(Stored data)
// Copyright (c) 2025 Dimitris Kafetzis
//
// Licensed under the MIT License.
// See LICENSE file in the project root for full license information.
//
// SPDX-License-Identifier: MIT

//! Failure causes passed to [`PulseLogger::error_with_cause`](crate::PulseLogger::error_with_cause).
//!
//! Rust has no checked/unchecked exception split, so the caller classifies
//! the cause explicitly. A [`Cause::Runtime`] is an unexpected failure (a bug,
//! a broken invariant, a caught panic); a [`Cause::Checked`] is an error the
//! caller anticipated. Only runtime causes augment the logged message.

use std::any::Any;
use std::error::Error;
use std::fmt;

/// Separator inserted between the message and a runtime cause's text.
pub const RUNTIME_CAUSE_SEPARATOR: &str = " - RuntimeException occurred: ";

/// The error forwarded alongside an error-level message.
#[derive(Debug, Clone, Copy)]
pub enum Cause<'a> {
    /// Unexpected failure; its text is appended to the message.
    Runtime(&'a (dyn Error + 'static)),
    /// Anticipated failure; the message is logged unchanged.
    Checked(&'a (dyn Error + 'static)),
}

impl<'a> Cause<'a> {
    pub fn runtime(error: &'a (dyn Error + 'static)) -> Self {
        Cause::Runtime(error)
    }

    pub fn checked(error: &'a (dyn Error + 'static)) -> Self {
        Cause::Checked(error)
    }

    /// The wrapped error, regardless of classification.
    pub fn error(&self) -> &'a (dyn Error + 'static) {
        match *self {
            Cause::Runtime(e) | Cause::Checked(e) => e,
        }
    }

    pub fn is_runtime(&self) -> bool {
        matches!(self, Cause::Runtime(_))
    }

    /// Builds the message actually emitted for this cause.
    pub fn augment(&self, message: &str) -> String {
        match self {
            Cause::Runtime(e) => format!("{message}{RUNTIME_CAUSE_SEPARATOR}{e}"),
            Cause::Checked(_) => message.to_string(),
        }
    }
}

/// A runtime failure recovered from a panic payload.
///
/// # Example
/// ```
/// use pulse_logger::{Cause, RuntimeFailure};
///
/// let payload = std::panic::catch_unwind(|| panic!("index out of range")).unwrap_err();
/// let failure = RuntimeFailure::from_panic(payload.as_ref());
/// assert_eq!(
///     Cause::runtime(&failure).augment("worker crashed"),
///     "worker crashed - RuntimeException occurred: index out of range"
/// );
/// ```
#[derive(Debug, Clone, PartialEq, Eq)]
pub struct RuntimeFailure {
    message: String,
}

impl RuntimeFailure {
    pub fn new(message: impl Into<String>) -> Self {
        Self {
            message: message.into(),
        }
    }

    /// Extracts the panic message; non-string payloads yield a fixed text.
    pub fn from_panic(payload: &(dyn Any + Send)) -> Self {
        let message = if let Some(s) = payload.downcast_ref::<&str>() {
            (*s).to_string()
        } else if let Some(s) = payload.downcast_ref::<String>() {
            s.clone()
        } else {
            "panic with non-string payload".to_string()
        };
        Self { message }
    }

    pub fn message(&self) -> &str {
        &self.message
    }
}

impl fmt::Display for RuntimeFailure {
    fn fmt(&self, f: &mut fmt::Formatter<'_>) -> fmt::Result {
        f.write_str(&self.message)
    }
}

impl Error for RuntimeFailure {}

> [Task directions]: Each record above has to be printed again, word for word.

> [Task response]:
// Copyright (c) 2025 Dimitris Kafetzis
//
// Licensed under the MIT License.
// See LICENSE file in the project root for full license information.
//
// SPDX-License-Identifier: MIT

//! Failure causes passed to [`PulseLogger::error_with_cause`](crate::PulseLogger::error_with_cause).
//!
//! Rust has no checked/unchecked exception split, so the caller classifies
//! the cause explicitly. A [`Cause::Runtime`] is an unexpected failure (a bug,
//! a broken invariant, a caught panic); a [`Cause::Checked`] is an error the
//! caller anticipated. Only runtime causes augment the logged message.

use std::any::Any;
use std::error::Error;
use std::fmt;

/// Separator inserted between the message and a runtime cause's text.
pub const RUNTIME_CAUSE_SEPARATOR: &str = " - RuntimeException occurred: ";

/// The error forwarded alongside an error-level message.
#[derive(Debug, Clone, Copy)]
pub enum Cause<'a> {
    /// Unexpected failure; its text is appended to the message.
    Runtime(&'a (dyn Error + 'static)),
    /// Anticipated failure; the message is logged unchanged.
    Checked(&'a (dyn Error + 'static)),
}

impl<'a> Cause<'a> {
    pub fn runtime(error: &'a (dyn Error + 'static)) -> Self {
        Cause::Runtime(error)
    }

    pub fn checked(error: &'a (dyn Error + 'static)) -> Self {
        Cause::Checked(error)
    }

    /// The wrapped error, regardless of classification.
    pub fn error(&self) -> &'a (dyn Error + 'static) {
        match *self {
            Cause::Runtime(e) | Cause::Checked(e) => e,
        }
    }

    pub fn is_runtime(&self) -> bool {
        matches!(self, Cause::Runtime(_))
    }

    /// Builds the message actually emitted for this cause.
    pub fn augment(&self, message: &str) -> String {
        match self {
            Cause::Runtime(e) => format!("{message}{RUNTIME_CAUSE_SEPARATOR}{e}"),
            Cause::Checked(_) => message.to_string(),
        }
    }
}

/// A runtime failure recovered from a panic payload.
///
/// # Example
/// ```
/// use pulse_logger::{Cause, RuntimeFailure};
///
/// let payload = std::panic::catch_unwind(|| panic!("index out of range")).unwrap_err();
/// let failure = RuntimeFailure::from_panic(payload.as_ref());
/// assert_eq!(
///     Cause::runtime(&failure).augment("worker crashed"),
///     "worker crashed - RuntimeException occurred: index out of range"
/// );
/// ```
#[derive(Debug, Clone, PartialEq, Eq)]
pub struct RuntimeFailure {
    message: String,
}

impl RuntimeFailure {
    pub fn new(message: impl Into<String>) -> Self {
        Self {
            message: message.into(),
        }
    }

    /// Extracts the panic message; non-string payloads yield a fixed text.
    pub fn from_panic(payload: &(dyn Any + Send)) -> Self {
        let message = if let Some(s) = payload.downcast_ref::<&str>() {
            (*s).to_string()
        } else if let Some(s) = payload.downcast_ref::<String>() {
            s.clone()
        } else {
            "panic with non-string payload".to_string()
        };
        Self { message }
    }

    pub fn message(&self) -> &str {
        &self.message
    }
}

impl fmt::Display for RuntimeFailure {
    fn fmt(&self, f: &mut fmt::Formatter<'_>) -> fmt::Result {
        f.write_str(&self.message)
    }
}

impl Error for RuntimeFailure {}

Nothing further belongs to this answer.